→ DATA
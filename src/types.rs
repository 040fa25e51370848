use borsh::{BorshDeserialize, BorshSerialize};
use serde::{Deserialize, Serialize};

/// Fixed-size types used across the system.
pub type RoundId = u64;
pub type Pubkey = [u8; 32];

/// Status of a round as recorded on the ledger.
///
/// Legal transitions:
/// `Open -> Locked -> VrfRequested -> Settled -> Claimed | Cancelled`
/// and `Open -> Cancelled` when an under-filled round is skipped.
#[derive(
    Debug,
    Clone,
    Copy,
    PartialEq,
    Eq,
    PartialOrd,
    Ord,
    Hash,
    Serialize,
    Deserialize,
    BorshSerialize,
    BorshDeserialize,
)]
#[serde(rename_all = "snake_case")]
pub enum RoundStatus {
    Open,
    Locked,
    VrfRequested,
    Settled,
    Claimed,
    Cancelled,
}

impl RoundStatus {
    /// Claimed and Cancelled accept no further transitions.
    pub fn is_terminal(self) -> bool {
        matches!(self, RoundStatus::Claimed | RoundStatus::Cancelled)
    }

    /// Statuses that belong in the background set: terminal ones plus Settled,
    /// which still waits on a user claim.
    pub fn is_trackable(self) -> bool {
        self.is_terminal() || self == RoundStatus::Settled
    }

    pub fn as_str(self) -> &'static str {
        match self {
            RoundStatus::Open => "open",
            RoundStatus::Locked => "locked",
            RoundStatus::VrfRequested => "vrf_requested",
            RoundStatus::Settled => "settled",
            RoundStatus::Claimed => "claimed",
            RoundStatus::Cancelled => "cancelled",
        }
    }
}

impl std::fmt::Display for RoundStatus {
    fn fmt(&self, f: &mut std::fmt::Formatter<'_>) -> std::fmt::Result {
        f.write_str(self.as_str())
    }
}

/// Best-effort cached view of a round account. The ledger is authoritative.
#[derive(Debug, Clone, PartialEq, Eq, Serialize, Deserialize)]
pub struct RoundSnapshot {
    pub id: RoundId,
    pub status: RoundStatus,
    /// UTC unix timestamp (seconds) the round opened.
    pub start_ts: i64,
    /// UTC unix timestamp (seconds) deposits close.
    pub end_ts: i64,
    pub participant_count: u32,
    pub total_stake: u64,
    pub total_tickets: u64,
    /// Absent until the round settles.
    pub winner: Option<Pubkey>,
    /// Whether the oracle reimbursement has been paid out of the pot.
    pub vrf_reimbursed: bool,
}

impl RoundSnapshot {
    /// Deposits are accepted while Open and before `end_ts`.
    pub fn is_joinable(&self, now_secs: i64) -> bool {
        self.status == RoundStatus::Open && now_secs < self.end_ts
    }
}

/// One depositor's position in a round.
#[derive(Debug, Clone, PartialEq, Eq, Serialize, Deserialize)]
pub struct ParticipantSnapshot {
    pub round_id: RoundId,
    pub depositor: Pubkey,
    /// Cumulative stake deposited.
    pub stake: u64,
    /// Cumulative weighted ticket count.
    pub tickets: u64,
    pub deposit_count: u32,
    /// Balance still owed back to the depositor (non-zero after a cancel until refunded).
    pub refundable: u64,
}

impl ParticipantSnapshot {
    /// A participant account may only be closed once the ledger shows nothing left to refund.
    pub fn is_closable(&self) -> bool {
        self.refundable == 0
    }
}

/// Protocol-wide configuration account.
#[derive(Debug, Clone, PartialEq, Eq, Serialize, Deserialize)]
pub struct ConfigSnapshot {
    pub min_participants: u32,
    pub min_total_stake: u64,
    pub round_duration_secs: i64,
    pub fee_bps: u16,
    pub paused: bool,
    /// Id the next `StartRound` must use.
    pub next_round_id: RoundId,
}

impl ConfigSnapshot {
    pub fn is_filled(&self, round: &RoundSnapshot) -> bool {
        round.participant_count >= self.min_participants
            && round.total_stake >= self.min_total_stake
    }
}

/// Instructions the crank submits. Building and signing the transaction around them
/// is the gateway's concern.
#[derive(Debug, Clone, PartialEq, Eq, Serialize, Deserialize)]
#[serde(tag = "kind", rename_all = "snake_case")]
pub enum Instruction {
    StartRound {
        round_id: RoundId,
    },
    /// Lock deposits and request randomness in one atomic step.
    LockAndRequestRandomness {
        round_id: RoundId,
    },
    RequestRandomness {
        round_id: RoundId,
    },
    CancelRound {
        round_id: RoundId,
    },
    CloseParticipant {
        round_id: RoundId,
        #[serde(with = "hex_key")]
        depositor: Pubkey,
    },
    CloseRound {
        round_id: RoundId,
    },
}

impl Instruction {
    pub fn round_id(&self) -> RoundId {
        match self {
            Instruction::StartRound { round_id }
            | Instruction::LockAndRequestRandomness { round_id }
            | Instruction::RequestRandomness { round_id }
            | Instruction::CancelRound { round_id }
            | Instruction::CloseParticipant { round_id, .. }
            | Instruction::CloseRound { round_id } => *round_id,
        }
    }

    pub fn name(&self) -> &'static str {
        match self {
            Instruction::StartRound { .. } => "start_round",
            Instruction::LockAndRequestRandomness { .. } => "lock_and_request_randomness",
            Instruction::RequestRandomness { .. } => "request_randomness",
            Instruction::CancelRound { .. } => "cancel_round",
            Instruction::CloseParticipant { .. } => "close_participant",
            Instruction::CloseRound { .. } => "close_round",
        }
    }
}

/// Record persisted to the archive once a round is final.
#[derive(Debug, Clone, PartialEq, Eq, Serialize, Deserialize)]
pub struct RoundRecord {
    pub round_id: RoundId,
    pub status: RoundStatus,
    pub start_ts: i64,
    pub end_ts: i64,
    pub participant_count: u32,
    pub total_stake: u64,
    pub total_tickets: u64,
    /// Hex-encoded winner key, if any.
    pub winner: Option<String>,
    pub vrf_reimbursed: bool,
    /// UTC unix timestamp (seconds) the crank archived the round.
    pub archived_at: u64,
}

impl RoundRecord {
    pub fn from_snapshot(round: &RoundSnapshot, archived_at: u64) -> Self {
        Self {
            round_id: round.id,
            status: round.status,
            start_ts: round.start_ts,
            end_ts: round.end_ts,
            participant_count: round.participant_count,
            total_stake: round.total_stake,
            total_tickets: round.total_tickets,
            winner: round.winner.map(hex::encode),
            vrf_reimbursed: round.vrf_reimbursed,
            archived_at,
        }
    }
}

/// Events handed to the notification publisher.
#[derive(Debug, Clone, PartialEq, Eq, Serialize, Deserialize)]
#[serde(tag = "event", rename_all = "snake_case")]
pub enum RoundEvent {
    RoundSettled {
        round_id: RoundId,
        winner: Option<String>,
        total_stake: u64,
        participant_count: u32,
    },
}

impl RoundEvent {
    pub fn settled(round: &RoundSnapshot) -> Self {
        RoundEvent::RoundSettled {
            round_id: round.id,
            winner: round.winner.map(hex::encode),
            total_stake: round.total_stake,
            participant_count: round.participant_count,
        }
    }

    pub fn round_id(&self) -> RoundId {
        match self {
            RoundEvent::RoundSettled { round_id, .. } => *round_id,
        }
    }
}

mod hex_key {
    use serde::{de::Error, Deserialize, Deserializer, Serializer};

    use super::Pubkey;

    pub fn serialize<S: Serializer>(key: &Pubkey, s: S) -> Result<S::Ok, S::Error> {
        s.serialize_str(&hex::encode(key))
    }

    pub fn deserialize<'de, D: Deserializer<'de>>(d: D) -> Result<Pubkey, D::Error> {
        let text = String::deserialize(d)?;
        let bytes = hex::decode(&text).map_err(D::Error::custom)?;
        bytes
            .try_into()
            .map_err(|_| D::Error::custom("depositor key must be 32 bytes"))
    }
}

→ INSTRUCTIONS TO FOLLOW
Quote the records from their first line to the line with "-> Locked ->", inclusive, without adding or dropping anything.

→ WRITTEN RESPONSE
filename src/types.rs
repository 040fa25e51370848
use borsh::{BorshDeserialize, BorshSerialize};
use serde::{Deserialize, Serialize};

/// Fixed-size types used across the system.
pub type RoundId = u64;
pub type Pubkey = [u8; 32];

/// Status of a round as recorded on the ledger.
///
/// Legal transitions:
/// `Open -> Locked -> VrfRequested -> Settled -> Claimed | Cancelled`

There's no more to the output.